One is to examine the supposition (put forward by George Mosse) that the individuals who were the cutting edge of fascist politics were a product of the crucible of brutality that was the First World War. In a close examination of events, Alcalde essentially concludes that individuals exited the Great War with the politics that they entered the war, and in the case of the initial generation of Fascist and fascistic leaders, they were ultra-nationalists before the war, and said war only confirmed them in their radicalism.

Moving from there, Alcalde is essentially examining how the trope of the fascist as dissatisfied war veteran became a trope, and has plowed through a lot of period related literature to follow its fabrication and dissemination. A particular point here is to reemphasize that it took a lot of selling to convince many veterans that fascistic politics would serve their interests and deserved their allegiance.

Apart from the failure of the war to deliver on its promise, as seen by the men who were inclined to be fascists, the real radicalizing issue is the threat of Bolshevik revolution in polities damage by the war. I know that my theory of what is fascism is to basically see it as romantic nationalism filtered through the politics of total war and the mobilization of largely apolitical populations, and deployed in defense of state and society against internal enemies. Mussolini certainly would not have gotten far is he not been seen in Italian corridors of power as a patriot who managed to win the support of the crown, army, and police in the effort to buttress a tottering social order.

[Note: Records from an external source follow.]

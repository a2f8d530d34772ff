// ===============================
// src/orders.rs
// ===============================
//
// Sales, purchases and WhatsApp-originated shopping carts.
//
// Cart status machine (client-side guard):
//   PENDING -> CONFIRMED -> COMPLETED
//   PENDING | CONFIRMED -> CANCELLED
//
use chrono::{DateTime, Utc};
use rust_decimal::Decimal;
use serde::{Deserialize, Serialize};
use tracing::info;
use validator::{Validate, ValidationError};

use crate::catalog::non_negative;
use crate::domain::lenient_ts;
use crate::error::{ApiError, Result};
use crate::http::ApiClient;

#[derive(Debug, Clone, PartialEq, Serialize, Deserialize, Validate)]
#[serde(rename_all = "camelCase")]
pub struct LineItem {
    pub product_id: i64,
    #[serde(default, skip_serializing_if = "Option::is_none")]
    pub product_name: Option<String>,
    #[validate(custom(function = "positive"))]
    pub quantity: Decimal,
    #[validate(custom(function = "non_negative"))]
    pub unit_price: Decimal,
}

impl LineItem {
    pub fn subtotal(&self) -> Decimal {
        self.quantity * self.unit_price
    }
}

fn positive(v: &Decimal) -> std::result::Result<(), ValidationError> {
    if *v <= Decimal::ZERO {
        return Err(ValidationError::new("quantity_must_be_positive"));
    }
    Ok(())
}

pub fn items_total(items: &[LineItem]) -> Decimal {
    items.iter().map(LineItem::subtotal).sum()
}

#[derive(Debug, Clone, Copy, PartialEq, Eq, Serialize, Deserialize)]
#[serde(rename_all = "UPPERCASE")]
pub enum PaymentMethod {
    Cash,
    Card,
    Transfer,
    Yape,
    Other,
}

// ----- Sales -----

#[derive(Debug, Clone, PartialEq, Serialize, Deserialize, Validate)]
#[serde(rename_all = "camelCase")]
pub struct SaleRequest {
    pub store_id: i64,
    pub user_id: i64,
    #[serde(default, skip_serializing_if = "Option::is_none")]
    pub session_id: Option<i64>,
    #[serde(default, skip_serializing_if = "Option::is_none")]
    pub cart_id: Option<i64>,
    pub payment_method: PaymentMethod,
    #[validate(length(min = 1, message = "a sale needs at least one item"), nested)]
    pub items: Vec<LineItem>,
    pub total: Decimal,
}

impl SaleRequest {
    pub fn new(store_id: i64, user_id: i64, payment_method: PaymentMethod, items: Vec<LineItem>) -> Self {
        let total = items_total(&items);
        Self {
            store_id,
            user_id,
            session_id: None,
            cart_id: None,
            payment_method,
            items,
            total,
        }
    }
}

#[derive(Debug, Clone, PartialEq, Serialize, Deserialize)]
#[serde(rename_all = "camelCase")]
pub struct Sale {
    pub id: i64,
    pub store_id: i64,
    #[serde(default)]
    pub user_id: Option<i64>,
    #[serde(default)]
    pub session_id: Option<i64>,
    pub payment_method: PaymentMethod,
    #[serde(default)]
    pub items: Vec<LineItem>,
    pub total: Decimal,
    #[serde(default, with = "lenient_ts")]
    pub created_at: Option<DateTime<Utc>>,
}

#[derive(Clone)]
pub struct SalesRepository {
    api: ApiClient,
}

impl SalesRepository {
    pub fn new(api: ApiClient) -> Self {
        Self { api }
    }

    pub async fn create(&self, req: &SaleRequest) -> Result<Sale> {
        req.validate()?;
        let sale: Sale = self.api.post("/api/sales", req).await?;
        info!(sale_id = sale.id, total = %sale.total, "sale registered");
        Ok(sale)
    }

    pub async fn list(&self) -> Result<Vec<Sale>> {
        Ok(self.api.get_optional("/api/sales").await?.unwrap_or_default())
    }

    pub async fn get(&self, id: i64) -> Result<Sale> {
        self.api.get(&format!("/api/sales/{id}")).await
    }
}

// ----- Purchases -----

#[derive(Debug, Clone, PartialEq, Serialize, Deserialize, Validate)]
#[serde(rename_all = "camelCase")]
pub struct PurchaseRequest {
    pub store_id: i64,
    pub user_id: i64,
    pub provider_id: i64,
    #[serde(default, skip_serializing_if = "Option::is_none")]
    pub session_id: Option<i64>,
    /// Paid from the drawer (counts as purchasesCash) or not.
    #[serde(default)]
    pub paid_in_cash: bool,
    #[validate(length(min = 1, message = "a purchase needs at least one item"), nested)]
    pub items: Vec<LineItem>,
    pub total: Decimal,
}

impl PurchaseRequest {
    pub fn new(store_id: i64, user_id: i64, provider_id: i64, items: Vec<LineItem>) -> Self {
        let total = items_total(&items);
        Self {
            store_id,
            user_id,
            provider_id,
            session_id: None,
            paid_in_cash: false,
            items,
            total,
        }
    }
}

#[derive(Debug, Clone, PartialEq, Serialize, Deserialize)]
#[serde(rename_all = "camelCase")]
pub struct Purchase {
    pub id: i64,
    pub store_id: i64,
    pub provider_id: i64,
    #[serde(default)]
    pub paid_in_cash: bool,
    #[serde(default)]
    pub items: Vec<LineItem>,
    pub total: Decimal,
    #[serde(default, with = "lenient_ts")]
    pub created_at: Option<DateTime<Utc>>,
}

#[derive(Clone)]
pub struct PurchasesRepository {
    api: ApiClient,
}

impl PurchasesRepository {
    pub fn new(api: ApiClient) -> Self {
        Self { api }
    }

    pub async fn create(&self, req: &PurchaseRequest) -> Result<Purchase> {
        req.validate()?;
        let p: Purchase = self.api.post("/api/purchases", req).await?;
        info!(purchase_id = p.id, total = %p.total, "purchase registered");
        Ok(p)
    }

    pub async fn list(&self) -> Result<Vec<Purchase>> {
        Ok(self.api.get_optional("/api/purchases").await?.unwrap_or_default())
    }

    pub async fn get(&self, id: i64) -> Result<Purchase> {
        self.api.get(&format!("/api/purchases/{id}")).await
    }
}

// ----- Shopping carts (WhatsApp) -----

#[derive(Debug, Clone, Copy, PartialEq, Eq, Serialize, Deserialize)]
#[serde(rename_all = "UPPERCASE")]
pub enum CartStatus {
    Pending,
    Confirmed,
    Completed,
    Cancelled,
}

impl CartStatus {
    pub fn can_transition_to(self, next: CartStatus) -> bool {
        use CartStatus::*;
        matches!(
            (self, next),
            (Pending, Confirmed) | (Confirmed, Completed) | (Pending, Cancelled) | (Confirmed, Cancelled)
        )
    }

    pub fn is_terminal(self) -> bool {
        matches!(self, CartStatus::Completed | CartStatus::Cancelled)
    }
}

#[derive(Debug, Clone, PartialEq, Serialize, Deserialize)]
#[serde(rename_all = "camelCase")]
pub struct ShoppingCart {
    pub id: i64,
    #[serde(default)]
    pub store_id: Option<i64>,
    #[serde(default)]
    pub customer_name: Option<String>,
    /// WhatsApp number the order came from.
    pub customer_phone: String,
    pub status: CartStatus,
    #[serde(default)]
    pub items: Vec<LineItem>,
    #[serde(default)]
    pub total: Option<Decimal>,
    #[serde(default)]
    pub notes: Option<String>,
    #[serde(default, with = "lenient_ts")]
    pub created_at: Option<DateTime<Utc>>,
}

impl ShoppingCart {
    /// Total sent by the backend, or recomputed from the items.
    pub fn effective_total(&self) -> Decimal {
        self.total.unwrap_or_else(|| items_total(&self.items))
    }
}

#[derive(Debug, Clone, Serialize)]
#[serde(rename_all = "camelCase")]
struct StatusUpdate {
    status: CartStatus,
}

#[derive(Debug, Clone, Default, Serialize)]
#[serde(rename_all = "camelCase")]
pub struct CartQuery {
    #[serde(skip_serializing_if = "Option::is_none")]
    pub status: Option<CartStatus>,
    #[serde(skip_serializing_if = "Option::is_none")]
    pub store_id: Option<i64>,
}

/// Result of turning a cart into a sale.
#[derive(Debug, Clone, Serialize, Deserialize)]
#[serde(rename_all = "camelCase")]
pub struct Fulfillment {
    pub sale: Sale,
    pub cart: ShoppingCart,
}

#[derive(Clone)]
pub struct CartsRepository {
    api: ApiClient,
    sales: SalesRepository,
}

impl CartsRepository {
    pub fn new(api: ApiClient) -> Self {
        Self { sales: SalesRepository::new(api.clone()), api }
    }

    pub async fn list(&self, query: &CartQuery) -> Result<Vec<ShoppingCart>> {
        Ok(self
            .api
            .get_query_optional("/api/shopping-carts", query)
            .await?
            .unwrap_or_default())
    }

    pub async fn get(&self, id: i64) -> Result<ShoppingCart> {
        self.api.get(&format!("/api/shopping-carts/{id}")).await
    }

    pub async fn update_status(&self, id: i64, next: CartStatus) -> Result<ShoppingCart> {
        let cart = self.get(id).await?;
        if !cart.status.can_transition_to(next) {
            return Err(ApiError::Validation(format!(
                "cart {id} cannot go from {:?} to {:?}",
                cart.status, next
            )));
        }
        let updated: ShoppingCart = self
            .api
            .put(&format!("/api/shopping-carts/{id}/status"), &StatusUpdate { status: next })
            .await?;
        info!(cart_id = id, status = ?updated.status, "cart status updated");
        Ok(updated)
    }

    /// Register the cart as a sale, then mark it COMPLETED.
    ///
    /// A PENDING cart is confirmed first. If the status update fails after
    /// the sale was created the sale stays; the error is returned as-is.
    pub async fn fulfill(
        &self,
        id: i64,
        user_id: i64,
        store_id: i64,
        session_id: Option<i64>,
        payment_method: PaymentMethod,
    ) -> Result<Fulfillment> {
        let mut cart = self.get(id).await?;
        if cart.status.is_terminal() {
            return Err(ApiError::Validation(format!(
                "cart {id} is already {:?}",
                cart.status
            )));
        }
        if cart.items.is_empty() {
            return Err(ApiError::Validation(format!("cart {id} has no items")));
        }
        if cart.status == CartStatus::Pending {
            cart = self.update_status(id, CartStatus::Confirmed).await?;
        }

        let mut req = SaleRequest::new(
            cart.store_id.unwrap_or(store_id),
            user_id,
            payment_method,
            cart.items.clone(),
        );
        req.session_id = session_id;
        req.cart_id = Some(id);
        let sale = self.sales.create(&req).await?;
        let cart = self.update_status(id, CartStatus::Completed).await?;
        Ok(Fulfillment { sale, cart })
    }
}

#[cfg(test)]
mod tests {
    use super::*;

    fn item(qty: &str, price: &str) -> LineItem {
        LineItem {
            product_id: 1,
            product_name: None,
            quantity: qty.parse().unwrap(),
            unit_price: price.parse().unwrap(),
        }
    }

    #[test]
    fn sale_total_is_sum_of_lines() {
        let req = SaleRequest::new(1, 2, PaymentMethod::Cash, vec![item("2", "3.50"), item("1", "0.25")]);
        assert_eq!(req.total, "7.25".parse::<Decimal>().unwrap());
        assert!(req.validate().is_ok());
    }

    #[test]
    fn empty_or_bad_lines_are_rejected() {
        let req = SaleRequest::new(1, 2, PaymentMethod::Card, vec![]);
        assert!(req.validate().is_err());
        let req = SaleRequest::new(1, 2, PaymentMethod::Card, vec![item("0", "1")]);
        assert!(req.validate().is_err());
        let req = PurchaseRequest::new(1, 2, 3, vec![item("1", "-1")]);
        assert!(req.validate().is_err());
    }

    #[test]
    fn cart_status_machine() {
        use CartStatus::*;
        assert!(Pending.can_transition_to(Confirmed));
        assert!(Confirmed.can_transition_to(Completed));
        assert!(Pending.can_transition_to(Cancelled));
        assert!(!Pending.can_transition_to(Completed));
        assert!(!Completed.can_transition_to(Cancelled));
        assert!(!Cancelled.can_transition_to(Pending));
        assert!(Completed.is_terminal() && Cancelled.is_terminal());
    }

    #[test]
    fn cart_total_falls_back_to_items() {
        let raw = r#"{"id":5,"customerPhone":"+51999888777","status":"PENDING",
            "items":[{"productId":1,"quantity":2,"unitPrice":1.5}]}"#;
        let cart: ShoppingCart = serde_json::from_str(raw).unwrap();
        assert_eq!(cart.effective_total(), Decimal::from(3));
    }
}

It's when one gets to the notion of there being a Fascist International that I find this work to be a little less convincing, and in trying to hunt down other writers' reactions (particularly Scandinavian academic Matthew Kott), I do get the sense that I'm justified in this feeling. What it boils down to is the sense that Alcalde privileges the Italian experience a little too much, as being the seed crystal in a supersaturated solution in terms of providing inspiration. Looking at the German, Scandinavian and East European experience, I don't have the sense from my own reading that they really needed Italian inspiration, however much they tracked Mussolini's adventure in state building, seeing as they all started with the same issue of creating mass movements to forestall hard-left social revolution. I also would observe that I personally found the portions of this work dealing with the French and Spanish experiences to be a little less convincing, but I've done less reading there.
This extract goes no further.